*What you will do*. The answer must consist of every line below that contains the word "never".

'''

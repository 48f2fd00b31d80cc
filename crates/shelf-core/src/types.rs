//! # Domain Types
//!
//! Flat records shared by every shelf crate.
//!
//! ## Record Map
//! ```text
//! ┌─────────────────────────────────────────────────────────────────────────┐
//! │                         Domain Records                                  │
//! │                                                                         │
//! │  ┌─────────────────┐   ┌─────────────────┐   ┌─────────────────┐       │
//! │  │     Person      │   │    BookCopy     │   │    Checkout     │       │
//! │  │  ─────────────  │   │  ─────────────  │   │  ─────────────  │       │
//! │  │  id (UUID)      │   │  id (UUID)      │   │  copy_id (FK)   │       │
//! │  │  permissions    │   │  isbn           │   │  person_id (FK) │       │
//! │  │  limits         │   └─────────────────┘   │  start/due/end  │       │
//! │  └─────────────────┘                         │  penalty_rate   │       │
//! │                                              └─────────────────┘       │
//! │  ┌─────────────────┐   ┌─────────────────┐                             │
//! │  │      Hold       │   │      Fine       │                             │
//! │  │  ─────────────  │   │  ─────────────  │                             │
//! │  │  person_id (FK) │   │  checkout_id    │                             │
//! │  │  isbn           │   │  amount         │                             │
//! │  │  placed_at      │   │  completed      │                             │
//! │  │  resolution     │   └─────────────────┘                             │
//! │  └─────────────────┘                                                    │
//! └─────────────────────────────────────────────────────────────────────────┘
//! ```
//!
//! There is no Item/Book or User/Person hierarchy: a `Person` optionally
//! carries capabilities and limits, a `BookCopy` just points at an ISBN.

use std::collections::BTreeSet;
use std::fmt;
use std::str::FromStr;

use chrono::{DateTime, Duration, Utc};
use serde::{Deserialize, Serialize};

use crate::error::ValidationError;
use crate::isbn::Isbn;
use crate::money::Money;

// =============================================================================
// Capabilities
// =============================================================================

/// A single permission token.
#[derive(Debug, Clone, Copy, PartialEq, Eq, PartialOrd, Ord, Hash, Serialize, Deserialize)]
#[serde(rename_all = "snake_case")]
pub enum Capability {
    /// May open checkouts and place holds for themselves.
    Borrow,
    /// May cancel anyone's holds.
    ManageHolds,
    /// May edit other people's records (but not permissions).
    ManageUsers,
    /// Satisfies every capability check.
    Admin,
}

impl Capability {
    /// The stored token for this capability.
    pub const fn as_str(&self) -> &'static str {
        match self {
            Capability::Borrow => "borrow",
            Capability::ManageHolds => "manage_holds",
            Capability::ManageUsers => "manage_users",
            Capability::Admin => "admin",
        }
    }
}

impl fmt::Display for Capability {
    fn fmt(&self, f: &mut fmt::Formatter<'_>) -> fmt::Result {
        f.write_str(self.as_str())
    }
}

impl FromStr for Capability {
    type Err = ValidationError;

    fn from_str(s: &str) -> Result<Self, Self::Err> {
        match s {
            "borrow" => Ok(Capability::Borrow),
            "manage_holds" => Ok(Capability::ManageHolds),
            "manage_users" => Ok(Capability::ManageUsers),
            "admin" => Ok(Capability::Admin),
            other => Err(ValidationError::InvalidFormat {
                field: "permissions".to_string(),
                reason: format!("unknown capability '{}'", other),
            }),
        }
    }
}

/// The set of capabilities a person holds.
///
/// Serialized as a JSON array of tokens, e.g. `["borrow","manage_holds"]`.
#[derive(Debug, Clone, Default, PartialEq, Eq, Serialize, Deserialize)]
#[serde(transparent)]
pub struct CapabilitySet(BTreeSet<Capability>);

impl CapabilitySet {
    /// An empty set.
    pub fn new() -> Self {
        CapabilitySet(BTreeSet::new())
    }

    /// True when the set grants `capability`, either directly or via admin.
    pub fn allows(&self, capability: Capability) -> bool {
        self.0.contains(&Capability::Admin) || self.0.contains(&capability)
    }

    /// True only for the literal admin token.
    pub fn is_admin(&self) -> bool {
        self.0.contains(&Capability::Admin)
    }

    pub fn insert(&mut self, capability: Capability) -> bool {
        self.0.insert(capability)
    }

    pub fn remove(&mut self, capability: Capability) -> bool {
        self.0.remove(&capability)
    }

    pub fn iter(&self) -> impl Iterator<Item = Capability> + '_ {
        self.0.iter().copied()
    }

    pub fn is_empty(&self) -> bool {
        self.0.is_empty()
    }
}

impl FromIterator<Capability> for CapabilitySet {
    fn from_iter<I: IntoIterator<Item = Capability>>(iter: I) -> Self {
        CapabilitySet(iter.into_iter().collect())
    }
}

// =============================================================================
// Person / Principal
// =============================================================================

/// Per-person borrowing limits. `None` means unlimited.
#[derive(Debug, Clone, Copy, Default, PartialEq, Eq, Serialize, Deserialize)]
#[cfg_attr(feature = "sqlx", derive(sqlx::FromRow))]
pub struct Limits {
    /// Maximum number of concurrently open checkouts.
    #[cfg_attr(feature = "sqlx", sqlx(rename = "limit_books"))]
    pub books: Option<u32>,

    /// Maximum loan length in days.
    #[cfg_attr(feature = "sqlx", sqlx(rename = "limit_days"))]
    pub days: Option<u32>,
}

/// A library patron or staff member.
///
/// The password hash lives only in the store and never appears here.
#[derive(Debug, Clone, PartialEq, Eq, Serialize, Deserialize)]
#[cfg_attr(feature = "sqlx", derive(sqlx::FromRow))]
pub struct Person {
    /// Unique identifier (UUID v4).
    pub id: String,

    /// Display name.
    pub name: String,

    pub email: Option<String>,

    /// Capability tokens, stored as JSON text.
    #[cfg_attr(feature = "sqlx", sqlx(json))]
    pub permissions: CapabilitySet,

    #[cfg_attr(feature = "sqlx", sqlx(flatten))]
    pub limits: Limits,

    pub created_at: DateTime<Utc>,
}

impl Person {
    /// The acting identity this person resolves to.
    pub fn principal(&self) -> Principal {
        Principal {
            id: self.id.clone(),
            permissions: self.permissions.clone(),
            limits: self.limits,
        }
    }
}

/// A resolved acting party: who, what they may do, and their limits.
///
/// Supplied by whatever authenticated the caller; the lending services only
/// consume it.
#[derive(Debug, Clone, PartialEq, Eq, Serialize, Deserialize)]
pub struct Principal {
    pub id: String,
    pub permissions: CapabilitySet,
    #[serde(default)]
    pub limits: Limits,
}

impl Principal {
    /// True when this principal holds `capability` (admin satisfies all).
    pub fn can(&self, capability: Capability) -> bool {
        self.permissions.allows(capability)
    }

    pub fn is_admin(&self) -> bool {
        self.permissions.is_admin()
    }
}

// =============================================================================
// Copy
// =============================================================================

/// One physical copy of a catalog item.
#[derive(Debug, Clone, PartialEq, Eq, Serialize, Deserialize)]
#[cfg_attr(feature = "sqlx", derive(sqlx::FromRow))]
pub struct BookCopy {
    pub id: String,

    #[cfg_attr(feature = "sqlx", sqlx(try_from = "String"))]
    pub isbn: Isbn,

    pub created_at: DateTime<Utc>,
}

// =============================================================================
// Checkout
// =============================================================================

/// A loan of one copy to one person.
///
/// Created open (`completed = false`, `end_at = None`) and closed exactly once.
#[derive(Debug, Clone, PartialEq, Eq, Serialize, Deserialize)]
#[cfg_attr(feature = "sqlx", derive(sqlx::FromRow))]
pub struct Checkout {
    pub id: String,
    pub copy_id: String,
    pub person_id: String,
    pub start_at: DateTime<Utc>,
    pub due_at: DateTime<Utc>,
    pub end_at: Option<DateTime<Utc>>,
    pub completed: bool,

    /// Penalty per overdue day.
    #[cfg_attr(feature = "sqlx", sqlx(rename = "penalty_rate_cents"))]
    pub penalty_rate: Money,
}

impl Checkout {
    /// Builds a new open checkout starting at `now`.
    ///
    /// A due date past the end of the calendar is pinned to the latest
    /// representable instant; validated terms never get there.
    pub fn open(copy_id: &str, person_id: &str, terms: LoanTerms, now: DateTime<Utc>) -> Self {
        let due_at = now
            .checked_add_signed(Duration::days(i64::from(terms.length_days)))
            .unwrap_or(DateTime::<Utc>::MAX_UTC);

        Checkout {
            id: uuid::Uuid::new_v4().to_string(),
            copy_id: copy_id.to_string(),
            person_id: person_id.to_string(),
            start_at: now,
            due_at,
            end_at: None,
            completed: false,
            penalty_rate: terms.penalty_rate,
        }
    }

    #[inline]
    pub fn is_open(&self) -> bool {
        !self.completed
    }

    /// Marks the loan returned at `now`.
    pub fn close(&mut self, now: DateTime<Utc>) {
        self.end_at = Some(now);
        self.completed = true;
    }
}

/// Resolved length and rate for a new loan.
#[derive(Debug, Clone, Copy, PartialEq, Eq)]
pub struct LoanTerms {
    pub length_days: u32,
    pub penalty_rate: Money,
}

impl LoanTerms {
    /// Resolves the terms for a loan.
    ///
    /// The length is the requested value (or `default_days`) capped by the
    /// person's day limit. The rate is the requested one or `default_rate`.
    ///
    /// ## Example
    /// ```rust
    /// use shelf_core::money::Money;
    /// use shelf_core::types::{Limits, LoanTerms};
    ///
    /// let limits = Limits { books: None, days: Some(14) };
    /// let terms = LoanTerms::resolve(Some(21), None, &limits, 7, Money::from_cents(100));
    /// assert_eq!(terms.length_days, 14);
    /// assert_eq!(terms.penalty_rate.cents(), 100);
    /// ```
    pub fn resolve(
        requested_days: Option<u32>,
        requested_rate: Option<Money>,
        limits: &Limits,
        default_days: u32,
        default_rate: Money,
    ) -> Self {
        let wanted = requested_days.unwrap_or(default_days);
        let length_days = match limits.days {
            Some(cap) => wanted.min(cap),
            None => wanted,
        };

        LoanTerms {
            length_days,
            penalty_rate: requested_rate.unwrap_or(default_rate),
        }
    }
}

// =============================================================================
// Hold
// =============================================================================

/// How a hold stopped being pending.
#[derive(Debug, Clone, Copy, PartialEq, Eq, Serialize, Deserialize)]
#[cfg_attr(feature = "sqlx", derive(sqlx::Type))]
#[cfg_attr(feature = "sqlx", sqlx(rename_all = "lowercase"))]
#[serde(rename_all = "snake_case")]
pub enum HoldResolution {
    /// Consumed by the holder checking out a copy.
    Fulfilled,
    /// Withdrawn by the holder or a hold manager.
    Cancelled,
}

/// A reservation by a person for the next available copy of an ISBN.
#[derive(Debug, Clone, PartialEq, Eq, Serialize, Deserialize)]
#[cfg_attr(feature = "sqlx", derive(sqlx::FromRow))]
pub struct Hold {
    pub id: String,
    pub person_id: String,

    #[cfg_attr(feature = "sqlx", sqlx(try_from = "String"))]
    pub isbn: Isbn,

    /// Queue order key. Ties fall back to insertion order.
    pub placed_at: DateTime<Utc>,

    pub completed: bool,
    pub resolution: Option<HoldResolution>,
    pub completed_at: Option<DateTime<Utc>>,
}

impl Hold {
    /// A new pending hold placed at `now`.
    pub fn new(person_id: &str, isbn: Isbn, now: DateTime<Utc>) -> Self {
        Hold {
            id: uuid::Uuid::new_v4().to_string(),
            person_id: person_id.to_string(),
            isbn,
            placed_at: now,
            completed: false,
            resolution: None,
            completed_at: None,
        }
    }

    #[inline]
    pub fn is_pending(&self) -> bool {
        !self.completed
    }
}

// =============================================================================
// Fine
// =============================================================================

/// A penalty for one overdue checkout.
#[derive(Debug, Clone, PartialEq, Eq, Serialize, Deserialize)]
#[cfg_attr(feature = "sqlx", derive(sqlx::FromRow))]
pub struct Fine {
    pub id: String,
    pub checkout_id: String,
    pub copy_id: String,
    pub person_id: String,
    pub assessed_at: DateTime<Utc>,

    #[cfg_attr(feature = "sqlx", sqlx(rename = "amount_cents"))]
    pub amount: Money,

    /// Set by a separate payment action.
    pub completed: bool,
}

// =============================================================================
// Unit Tests
// =============================================================================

'''

*Exercise response*.
/// The password hash lives only in the store and never appears here.
    /// representable instant; validated terms never get there.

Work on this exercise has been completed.